Judge Brown wasn’t looking pleased with Thomas. “You better know what you’re doing, or this is it for you. Go back.”
They left the judge. Thomas did know what he was doing, because that probably was it for him.
Stephenville – A week after Loving v. Tate and Mono Construction
A man stood next to him, holding a beer. James Gomez. Shorter than Thomas, more stout, but with more muscle than him. A head full of hair, a thick mustache. Both were in fashionable, yet casual wear.
“Thanks for coming,” Thomas said.
“Thanks for… inviting me.” James had to duck when a ball flew too close to his head. He was more concerned over not spilling a drop than he was about the kid who threw said ball. “I’m not a huge fan of children’s birthday parties, though.”
“I invited you, you knew what this was, and you showed up, regardless.”
“At this point, I’ll take anything to get out of the office.”
“Even to arrest me for malpractice?” Thomas asked. “A two-for-one deal? I give you a beer, and you give me handcuffs.”
“No, I wouldn’t do that, but I should. That was a dumb stunt you pulled back there. I heard about it through the grapevine.”
“My bosses are breathing down my neck, drowning me in mindless work. Death threats, many of which are written in Japanese. An earful from the wife, which was the worst of it.”

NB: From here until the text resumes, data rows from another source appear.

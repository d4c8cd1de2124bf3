//! Rate limiting subsystem.
//!
//! A three-tier token-bucket admission gate for address generation: one
//! global bucket, one lazily created bucket per client IP, one per customer
//! email. Checks are strictly hierarchical and a denial at a later tier
//! refunds every token consumed by earlier tiers in the same call.

pub mod bucket;
pub mod config;
pub mod error;
pub mod limiter;

pub use bucket::TokenBucket;
pub use config::{RateLimitConfig, TierLimit};
pub use error::RateLimitError;
pub use limiter::{ActiveLimit, LimitScope, RateLimiter, RateLimiterStats};

// vim: ts=4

“God damn,” James said, his voice lowered. There were kids around. “You gonna be okay? With your wife and kid, you have to look out for them, too.”
“It’s nothing but big talk on the gang’s part. They do anything, it’ll implicate them, and then the Path is done for. They’ll keep their distance.
“You sound rather confident about that.”
“I have to be. I’ll admit, it was dumb, but it’ll be worth it soon enough?”
Thomas said it like it was a question.
“I can’t give any details,” James said, “But we’ve traced the money. You were onto something.”
Thomas let himself show the emotion inside him. Gratification. He was beaming.
“But why’d you have to go about it that way?” James asked. “You could have just sent in a tip, or better yet, tell me.”
“Tips are too slow. You’re good, James, but your position isn’t. You’re still new, like me. You don’t have the pull to launch an entire investigation. I saw the circumstances, saw my chance, and I took it. Putting it out like that really got things moving, didn’t it?”
“At the cost of your credibility and reputation?”
“If you’re good at what you do, you can get credibility back, and I’m great. And my reputation is with the people.”
“Why be a corporate lawyer then? If that’s the way you think, you’d be better off in the DA’s office.”
Thomas watched the kids play.
“Big companies mean big money, and big money means more for the little guy. I’ll come down, when the time’s right.”
“When? When I’m police chief?”
Thomas nudged him. “Probably.”
“Whoa there, let’s not get ahead of ourselves.”
“Why not? Dream big, do bigger. You’ll be the new police chief, and I’ll be the new district attorney. Together, we’ll rule Stephenville as…”
“Friends?” James ventured.
“I was going to go with pals.”
James didn’t get it, taking a swig of his drink, instead.
“Could be interesting,” James said.
“Could be real,” Thomas said, correcting him. “This city means a lot to me, you know that more than anyone else. It kills me every time someone asks why I haven’t left yet, why I haven’t packed up and moved. I want them to see what I see in it. It’s not perfect, but I can help, I know I can.”
James drank some more, then said, “Real powerful words there, pal, but don’t beat yourself up over it. You’re not a hero, you can’t put all that weight on your shoulders.”
Thomas agreed, “You’re right, I can’t. I’ll need people. People like-”
Katy came running to him, her face twisted up, and she was wailing.
“Yes sweetie?” He had to crouch to meet her at eye level. The way she was acting, it was unbecoming of her pretty pink dress. He had to get to the bottom of this, pronto.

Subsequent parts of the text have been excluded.